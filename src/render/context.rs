//! RenderContext: explicit handles threaded through every render and dispatch.

use std::fmt;
use std::sync::Arc;

use serde_json::Value;

use super::trigger::Trigger;
use crate::action::{ActionEngine, ChainReport};
use crate::app::AppConfig;
use crate::diagnostics::Diagnostics;
use crate::state::{InputStore, ViewStateStore};

/// Per-screen handles: view state, form inputs, engine, diagnostics, config.
///
/// Cloning is cheap; every clone refers to the same screen.
#[derive(Clone)]
pub struct RenderContext {
    pub store: Arc<ViewStateStore>,
    pub inputs: Arc<InputStore>,
    pub engine: Arc<ActionEngine>,
    pub diagnostics: Diagnostics,
    pub config: Arc<AppConfig>,
}

impl RenderContext {
    /// A fresh context with an empty store, inputs and diagnostics. The
    /// config is taken from `engine`.
    pub fn new(engine: Arc<ActionEngine>) -> Self {
        let config = engine.shared_config();
        Self {
            store: Arc::new(ViewStateStore::new()),
            inputs: Arc::new(InputStore::new()),
            diagnostics: Diagnostics::new(config.max_diagnostics),
            engine,
            config,
        }
    }

    /// Use `store` as the view state (builder).
    pub fn with_store(mut self, store: Arc<ViewStateStore>) -> Self {
        self.store = store;
        self
    }

    /// Use `diagnostics` as the sink (builder).
    pub fn with_diagnostics(mut self, diagnostics: Diagnostics) -> Self {
        self.diagnostics = diagnostics;
        self
    }

    /// Whether the owning screen is still mounted.
    pub fn is_active(&self) -> bool {
        self.store.is_mounted()
    }

    /// Bind `descriptor` into a trigger. Nothing is decoded until it fires.
    pub fn trigger(&self, descriptor: Value) -> Trigger {
        Trigger::new(descriptor, self.clone())
    }

    /// Decode and run `descriptor` now.
    pub async fn dispatch(&self, descriptor: &Value) -> ChainReport {
        self.engine.execute_value(descriptor, self).await
    }
}

impl fmt::Debug for RenderContext {
    fn fmt(&self, f: &mut fmt::Formatter<'_>) -> fmt::Result {
        f.debug_struct("RenderContext")
            .field("store", &self.store)
            .field("diagnostics", &self.diagnostics.len())
            .finish_non_exhaustive()
    }
}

|---|

#### [Aim of the task]
Copying word for word, give each line of the data above from the first one through the line containing "pub fn trigger(&self, descriptor: Value)", and nothing else.

#### [Task output]
filename src/render/context.rs
//! RenderContext: explicit handles threaded through every render and dispatch.

use std::fmt;
use std::sync::Arc;

use serde_json::Value;

use super::trigger::Trigger;
use crate::action::{ActionEngine, ChainReport};
use crate::app::AppConfig;
use crate::diagnostics::Diagnostics;
use crate::state::{InputStore, ViewStateStore};

/// Per-screen handles: view state, form inputs, engine, diagnostics, config.
///
/// Cloning is cheap; every clone refers to the same screen.
#[derive(Clone)]
pub struct RenderContext {
    pub store: Arc<ViewStateStore>,
    pub inputs: Arc<InputStore>,
    pub engine: Arc<ActionEngine>,
    pub diagnostics: Diagnostics,
    pub config: Arc<AppConfig>,
}

impl RenderContext {
    /// A fresh context with an empty store, inputs and diagnostics. The
    /// config is taken from `engine`.
    pub fn new(engine: Arc<ActionEngine>) -> Self {
        let config = engine.shared_config();
        Self {
            store: Arc::new(ViewStateStore::new()),
            inputs: Arc::new(InputStore::new()),
            diagnostics: Diagnostics::new(config.max_diagnostics),
            engine,
            config,
        }
    }

    /// Use `store` as the view state (builder).
    pub fn with_store(mut self, store: Arc<ViewStateStore>) -> Self {
        self.store = store;
        self
    }

    /// Use `diagnostics` as the sink (builder).
    pub fn with_diagnostics(mut self, diagnostics: Diagnostics) -> Self {
        self.diagnostics = diagnostics;
        self
    }

    /// Whether the owning screen is still mounted.
    pub fn is_active(&self) -> bool {
        self.store.is_mounted()
    }

    /// Bind `descriptor` into a trigger. Nothing is decoded until it fires.
    pub fn trigger(&self, descriptor: Value) -> Trigger {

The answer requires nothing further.